* [MATERIAL PROVIDED]
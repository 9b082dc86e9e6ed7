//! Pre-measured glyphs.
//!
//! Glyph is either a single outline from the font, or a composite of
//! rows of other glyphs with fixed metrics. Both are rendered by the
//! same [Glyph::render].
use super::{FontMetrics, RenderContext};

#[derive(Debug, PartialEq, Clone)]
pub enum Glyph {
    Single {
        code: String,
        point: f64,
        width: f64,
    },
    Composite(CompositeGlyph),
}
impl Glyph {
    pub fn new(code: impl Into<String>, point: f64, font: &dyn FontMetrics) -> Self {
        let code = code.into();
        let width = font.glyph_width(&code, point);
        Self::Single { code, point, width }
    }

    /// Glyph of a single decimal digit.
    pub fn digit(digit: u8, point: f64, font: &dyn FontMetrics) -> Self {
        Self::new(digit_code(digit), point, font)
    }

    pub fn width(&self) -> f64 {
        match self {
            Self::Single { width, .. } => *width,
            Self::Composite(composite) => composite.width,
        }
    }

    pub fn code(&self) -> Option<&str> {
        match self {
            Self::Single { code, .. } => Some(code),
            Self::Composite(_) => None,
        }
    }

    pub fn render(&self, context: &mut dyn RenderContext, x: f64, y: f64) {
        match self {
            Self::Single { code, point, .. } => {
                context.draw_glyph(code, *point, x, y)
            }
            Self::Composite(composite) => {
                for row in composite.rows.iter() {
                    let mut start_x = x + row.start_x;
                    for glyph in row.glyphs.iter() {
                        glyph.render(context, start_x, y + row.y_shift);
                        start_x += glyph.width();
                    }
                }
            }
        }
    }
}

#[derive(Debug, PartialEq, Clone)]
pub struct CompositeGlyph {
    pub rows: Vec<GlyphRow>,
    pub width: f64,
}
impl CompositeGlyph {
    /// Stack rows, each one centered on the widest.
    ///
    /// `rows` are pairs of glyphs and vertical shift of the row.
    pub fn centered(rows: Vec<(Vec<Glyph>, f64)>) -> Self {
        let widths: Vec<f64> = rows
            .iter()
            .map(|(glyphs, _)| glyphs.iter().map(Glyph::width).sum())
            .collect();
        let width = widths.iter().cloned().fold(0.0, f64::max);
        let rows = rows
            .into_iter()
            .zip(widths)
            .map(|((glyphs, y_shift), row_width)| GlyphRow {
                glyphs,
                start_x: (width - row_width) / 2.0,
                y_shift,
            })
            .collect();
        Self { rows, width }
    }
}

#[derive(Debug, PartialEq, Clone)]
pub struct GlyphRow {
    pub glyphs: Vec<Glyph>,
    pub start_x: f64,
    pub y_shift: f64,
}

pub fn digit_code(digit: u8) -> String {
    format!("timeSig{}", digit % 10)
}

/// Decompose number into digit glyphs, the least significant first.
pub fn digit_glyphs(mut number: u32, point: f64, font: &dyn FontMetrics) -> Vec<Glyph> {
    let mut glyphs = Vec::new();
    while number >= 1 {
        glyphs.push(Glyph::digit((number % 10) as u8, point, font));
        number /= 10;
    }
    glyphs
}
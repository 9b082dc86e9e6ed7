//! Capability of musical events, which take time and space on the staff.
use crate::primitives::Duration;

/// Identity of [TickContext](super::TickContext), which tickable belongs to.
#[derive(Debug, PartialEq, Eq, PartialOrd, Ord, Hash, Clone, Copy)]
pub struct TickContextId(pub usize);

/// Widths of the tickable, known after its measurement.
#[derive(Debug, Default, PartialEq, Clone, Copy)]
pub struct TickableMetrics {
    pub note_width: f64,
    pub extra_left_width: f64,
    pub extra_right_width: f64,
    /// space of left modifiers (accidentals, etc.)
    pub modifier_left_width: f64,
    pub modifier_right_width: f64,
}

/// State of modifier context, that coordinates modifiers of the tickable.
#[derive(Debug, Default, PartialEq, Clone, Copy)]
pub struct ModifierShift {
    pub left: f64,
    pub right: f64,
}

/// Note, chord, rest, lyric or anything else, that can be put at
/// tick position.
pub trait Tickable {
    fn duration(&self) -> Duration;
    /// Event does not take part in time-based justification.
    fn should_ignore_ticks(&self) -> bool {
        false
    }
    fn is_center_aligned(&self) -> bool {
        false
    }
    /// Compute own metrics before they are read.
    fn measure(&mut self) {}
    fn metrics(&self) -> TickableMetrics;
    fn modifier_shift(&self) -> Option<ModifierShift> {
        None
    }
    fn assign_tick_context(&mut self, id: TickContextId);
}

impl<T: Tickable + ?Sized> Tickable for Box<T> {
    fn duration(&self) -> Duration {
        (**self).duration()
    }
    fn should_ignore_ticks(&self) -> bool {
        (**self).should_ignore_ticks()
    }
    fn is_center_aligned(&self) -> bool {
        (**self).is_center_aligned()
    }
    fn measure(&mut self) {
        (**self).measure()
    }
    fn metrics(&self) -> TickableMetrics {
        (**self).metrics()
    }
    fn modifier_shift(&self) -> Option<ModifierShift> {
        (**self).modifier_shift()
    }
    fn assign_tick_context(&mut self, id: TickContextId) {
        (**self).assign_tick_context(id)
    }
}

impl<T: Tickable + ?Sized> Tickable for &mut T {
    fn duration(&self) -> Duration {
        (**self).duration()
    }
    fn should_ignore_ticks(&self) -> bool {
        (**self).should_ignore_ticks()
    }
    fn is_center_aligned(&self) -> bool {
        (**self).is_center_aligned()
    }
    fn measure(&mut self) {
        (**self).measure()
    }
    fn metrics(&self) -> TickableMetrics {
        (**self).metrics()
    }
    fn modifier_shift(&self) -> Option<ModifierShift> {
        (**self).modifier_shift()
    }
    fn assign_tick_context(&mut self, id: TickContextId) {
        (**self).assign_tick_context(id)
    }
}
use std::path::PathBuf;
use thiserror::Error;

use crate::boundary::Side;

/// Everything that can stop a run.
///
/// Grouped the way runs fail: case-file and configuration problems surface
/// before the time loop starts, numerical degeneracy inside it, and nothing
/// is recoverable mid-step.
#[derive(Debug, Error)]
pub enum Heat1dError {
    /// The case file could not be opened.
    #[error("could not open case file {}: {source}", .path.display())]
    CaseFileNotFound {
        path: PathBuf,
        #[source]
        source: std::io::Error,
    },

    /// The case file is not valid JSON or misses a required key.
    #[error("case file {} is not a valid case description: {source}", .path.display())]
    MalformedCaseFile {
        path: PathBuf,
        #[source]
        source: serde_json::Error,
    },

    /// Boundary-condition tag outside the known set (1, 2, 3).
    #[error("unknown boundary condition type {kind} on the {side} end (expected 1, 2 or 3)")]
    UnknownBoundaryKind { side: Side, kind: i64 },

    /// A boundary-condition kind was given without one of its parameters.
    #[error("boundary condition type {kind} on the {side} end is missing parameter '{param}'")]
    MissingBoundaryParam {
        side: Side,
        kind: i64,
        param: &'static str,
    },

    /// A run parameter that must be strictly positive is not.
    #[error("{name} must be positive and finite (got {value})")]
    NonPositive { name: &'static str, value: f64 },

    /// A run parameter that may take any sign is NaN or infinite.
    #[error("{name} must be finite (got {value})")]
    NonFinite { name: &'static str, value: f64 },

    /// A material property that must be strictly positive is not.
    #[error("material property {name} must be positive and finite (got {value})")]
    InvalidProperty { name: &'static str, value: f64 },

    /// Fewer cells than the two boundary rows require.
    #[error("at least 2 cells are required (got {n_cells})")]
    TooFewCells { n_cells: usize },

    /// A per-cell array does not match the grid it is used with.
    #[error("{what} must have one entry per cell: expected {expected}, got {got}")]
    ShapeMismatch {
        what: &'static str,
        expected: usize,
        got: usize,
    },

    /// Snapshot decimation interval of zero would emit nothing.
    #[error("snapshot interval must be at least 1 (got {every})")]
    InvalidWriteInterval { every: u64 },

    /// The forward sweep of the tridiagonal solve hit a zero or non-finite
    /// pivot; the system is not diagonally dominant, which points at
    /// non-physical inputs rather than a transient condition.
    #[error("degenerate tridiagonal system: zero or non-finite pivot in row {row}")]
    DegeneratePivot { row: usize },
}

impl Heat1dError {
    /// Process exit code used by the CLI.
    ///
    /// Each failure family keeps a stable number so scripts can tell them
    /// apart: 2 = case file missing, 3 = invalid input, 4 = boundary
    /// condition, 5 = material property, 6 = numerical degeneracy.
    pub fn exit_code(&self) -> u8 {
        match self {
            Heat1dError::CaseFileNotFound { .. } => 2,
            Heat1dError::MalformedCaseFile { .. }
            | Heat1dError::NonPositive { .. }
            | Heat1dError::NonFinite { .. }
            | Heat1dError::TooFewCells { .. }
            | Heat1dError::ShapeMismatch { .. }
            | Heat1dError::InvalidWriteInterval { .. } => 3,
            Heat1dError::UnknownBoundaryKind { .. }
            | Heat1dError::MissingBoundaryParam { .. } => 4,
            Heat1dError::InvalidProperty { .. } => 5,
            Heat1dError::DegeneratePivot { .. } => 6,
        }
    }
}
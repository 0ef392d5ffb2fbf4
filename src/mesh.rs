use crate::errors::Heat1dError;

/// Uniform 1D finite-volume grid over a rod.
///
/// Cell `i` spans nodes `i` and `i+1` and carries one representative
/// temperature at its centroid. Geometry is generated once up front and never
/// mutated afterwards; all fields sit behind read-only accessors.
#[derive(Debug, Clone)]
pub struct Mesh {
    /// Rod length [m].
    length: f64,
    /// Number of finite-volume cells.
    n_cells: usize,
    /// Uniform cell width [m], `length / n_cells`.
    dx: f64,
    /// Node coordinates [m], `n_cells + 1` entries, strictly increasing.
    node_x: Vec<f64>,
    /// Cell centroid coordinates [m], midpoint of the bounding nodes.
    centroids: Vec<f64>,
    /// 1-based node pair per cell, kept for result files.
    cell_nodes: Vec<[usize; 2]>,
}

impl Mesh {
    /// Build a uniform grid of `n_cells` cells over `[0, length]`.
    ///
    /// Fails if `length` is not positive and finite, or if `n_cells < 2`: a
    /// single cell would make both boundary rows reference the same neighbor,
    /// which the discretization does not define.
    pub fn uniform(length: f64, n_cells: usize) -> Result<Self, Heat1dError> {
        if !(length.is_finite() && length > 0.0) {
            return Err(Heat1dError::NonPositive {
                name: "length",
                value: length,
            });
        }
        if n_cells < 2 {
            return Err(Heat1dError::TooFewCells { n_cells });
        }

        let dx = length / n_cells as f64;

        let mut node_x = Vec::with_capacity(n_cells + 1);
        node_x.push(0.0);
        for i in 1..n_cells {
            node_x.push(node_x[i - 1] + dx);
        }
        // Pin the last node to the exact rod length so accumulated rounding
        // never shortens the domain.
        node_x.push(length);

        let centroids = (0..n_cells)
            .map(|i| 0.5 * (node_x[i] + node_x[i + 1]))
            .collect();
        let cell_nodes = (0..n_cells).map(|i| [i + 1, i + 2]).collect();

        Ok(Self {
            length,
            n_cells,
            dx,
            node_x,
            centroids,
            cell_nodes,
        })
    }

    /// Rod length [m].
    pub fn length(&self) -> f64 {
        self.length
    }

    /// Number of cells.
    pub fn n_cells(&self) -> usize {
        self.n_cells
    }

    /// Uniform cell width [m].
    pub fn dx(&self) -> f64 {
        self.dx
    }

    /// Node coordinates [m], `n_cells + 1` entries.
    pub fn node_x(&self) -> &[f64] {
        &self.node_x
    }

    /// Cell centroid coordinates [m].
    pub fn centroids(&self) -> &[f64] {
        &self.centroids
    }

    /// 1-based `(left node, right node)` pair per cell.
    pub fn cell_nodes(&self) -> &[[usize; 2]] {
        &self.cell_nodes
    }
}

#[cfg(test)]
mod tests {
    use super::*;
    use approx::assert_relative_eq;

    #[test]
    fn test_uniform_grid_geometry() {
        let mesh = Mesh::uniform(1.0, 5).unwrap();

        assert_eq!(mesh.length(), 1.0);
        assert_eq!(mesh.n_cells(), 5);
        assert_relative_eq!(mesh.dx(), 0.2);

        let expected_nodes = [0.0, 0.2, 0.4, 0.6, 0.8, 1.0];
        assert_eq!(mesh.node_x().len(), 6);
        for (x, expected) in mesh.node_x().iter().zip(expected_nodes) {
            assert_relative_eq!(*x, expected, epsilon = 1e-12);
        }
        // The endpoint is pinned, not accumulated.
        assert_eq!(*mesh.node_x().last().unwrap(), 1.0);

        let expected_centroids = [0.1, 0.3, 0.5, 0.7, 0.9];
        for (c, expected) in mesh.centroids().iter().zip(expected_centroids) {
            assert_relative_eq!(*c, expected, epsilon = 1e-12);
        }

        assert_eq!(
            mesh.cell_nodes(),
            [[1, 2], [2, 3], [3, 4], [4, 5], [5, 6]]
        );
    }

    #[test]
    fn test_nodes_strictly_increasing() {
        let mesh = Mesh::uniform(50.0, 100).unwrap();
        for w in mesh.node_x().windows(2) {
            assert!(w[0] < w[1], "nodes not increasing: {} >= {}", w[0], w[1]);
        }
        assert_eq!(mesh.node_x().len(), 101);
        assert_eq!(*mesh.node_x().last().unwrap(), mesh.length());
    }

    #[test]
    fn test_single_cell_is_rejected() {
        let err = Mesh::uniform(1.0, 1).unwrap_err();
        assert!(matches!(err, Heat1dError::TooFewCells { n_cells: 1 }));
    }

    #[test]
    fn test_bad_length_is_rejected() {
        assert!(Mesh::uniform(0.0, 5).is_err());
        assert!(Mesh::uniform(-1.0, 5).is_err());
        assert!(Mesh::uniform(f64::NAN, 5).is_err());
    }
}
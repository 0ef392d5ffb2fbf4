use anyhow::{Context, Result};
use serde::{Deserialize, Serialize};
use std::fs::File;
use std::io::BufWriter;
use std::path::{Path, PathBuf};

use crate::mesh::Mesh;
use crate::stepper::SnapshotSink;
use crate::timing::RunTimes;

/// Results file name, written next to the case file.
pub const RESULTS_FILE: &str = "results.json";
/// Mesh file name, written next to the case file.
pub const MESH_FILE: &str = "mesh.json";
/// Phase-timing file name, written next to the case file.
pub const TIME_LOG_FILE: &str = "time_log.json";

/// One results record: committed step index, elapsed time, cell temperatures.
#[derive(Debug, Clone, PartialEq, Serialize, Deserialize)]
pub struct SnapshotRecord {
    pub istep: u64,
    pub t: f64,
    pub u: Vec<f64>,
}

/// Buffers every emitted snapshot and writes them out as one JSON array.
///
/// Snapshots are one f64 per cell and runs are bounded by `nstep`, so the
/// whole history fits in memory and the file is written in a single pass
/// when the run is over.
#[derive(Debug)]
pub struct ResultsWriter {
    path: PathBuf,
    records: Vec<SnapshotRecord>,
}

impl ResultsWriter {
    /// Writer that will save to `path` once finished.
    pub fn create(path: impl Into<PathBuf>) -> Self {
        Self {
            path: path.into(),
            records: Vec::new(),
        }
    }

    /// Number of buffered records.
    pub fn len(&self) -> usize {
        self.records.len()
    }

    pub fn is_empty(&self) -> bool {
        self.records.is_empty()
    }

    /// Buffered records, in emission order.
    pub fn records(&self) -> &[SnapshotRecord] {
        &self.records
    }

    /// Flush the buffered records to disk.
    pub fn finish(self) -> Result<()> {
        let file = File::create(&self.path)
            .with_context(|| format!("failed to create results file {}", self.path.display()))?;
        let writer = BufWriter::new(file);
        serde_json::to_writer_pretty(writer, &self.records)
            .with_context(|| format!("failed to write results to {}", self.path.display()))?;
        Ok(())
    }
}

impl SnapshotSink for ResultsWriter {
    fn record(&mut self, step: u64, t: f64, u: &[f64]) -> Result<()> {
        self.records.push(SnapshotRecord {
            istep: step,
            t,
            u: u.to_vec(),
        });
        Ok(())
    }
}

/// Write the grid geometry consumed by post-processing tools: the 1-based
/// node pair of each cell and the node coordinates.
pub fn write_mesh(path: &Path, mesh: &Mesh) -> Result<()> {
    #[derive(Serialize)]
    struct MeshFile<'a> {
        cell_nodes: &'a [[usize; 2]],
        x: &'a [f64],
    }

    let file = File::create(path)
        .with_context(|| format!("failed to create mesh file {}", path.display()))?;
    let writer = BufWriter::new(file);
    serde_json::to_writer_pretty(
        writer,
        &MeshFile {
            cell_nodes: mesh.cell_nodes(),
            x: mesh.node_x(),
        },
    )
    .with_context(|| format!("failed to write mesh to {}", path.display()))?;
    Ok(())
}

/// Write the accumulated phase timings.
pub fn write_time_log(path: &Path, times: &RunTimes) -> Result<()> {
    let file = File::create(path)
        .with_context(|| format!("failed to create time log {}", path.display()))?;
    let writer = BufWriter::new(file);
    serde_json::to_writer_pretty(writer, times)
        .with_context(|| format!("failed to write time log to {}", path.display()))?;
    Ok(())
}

* [WORK TO COMPLETE]
Which lines run from the one holding "while number >= 1" through the one holding "fn duration(&self) -> Duration;" in the records above? Repeat them exactly, both included, and nothing more.

* [RESPONSE AREA]
    while number >= 1 {
        glyphs.push(Glyph::digit((number % 10) as u8, point, font));
        number /= 10;
    }
    glyphs
}
repository 9b082dc86e9e6ed7
//! Capability of musical events, which take time and space on the staff.
use crate::primitives::Duration;

/// Identity of [TickContext](super::TickContext), which tickable belongs to.
#[derive(Debug, PartialEq, Eq, PartialOrd, Ord, Hash, Clone, Copy)]
pub struct TickContextId(pub usize);

/// Widths of the tickable, known after its measurement.
#[derive(Debug, Default, PartialEq, Clone, Copy)]
pub struct TickableMetrics {
    pub note_width: f64,
    pub extra_left_width: f64,
    pub extra_right_width: f64,
    /// space of left modifiers (accidentals, etc.)
    pub modifier_left_width: f64,
    pub modifier_right_width: f64,
}

/// State of modifier context, that coordinates modifiers of the tickable.
#[derive(Debug, Default, PartialEq, Clone, Copy)]
pub struct ModifierShift {
    pub left: f64,
    pub right: f64,
}

/// Note, chord, rest, lyric or anything else, that can be put at
/// tick position.
pub trait Tickable {
    fn duration(&self) -> Duration;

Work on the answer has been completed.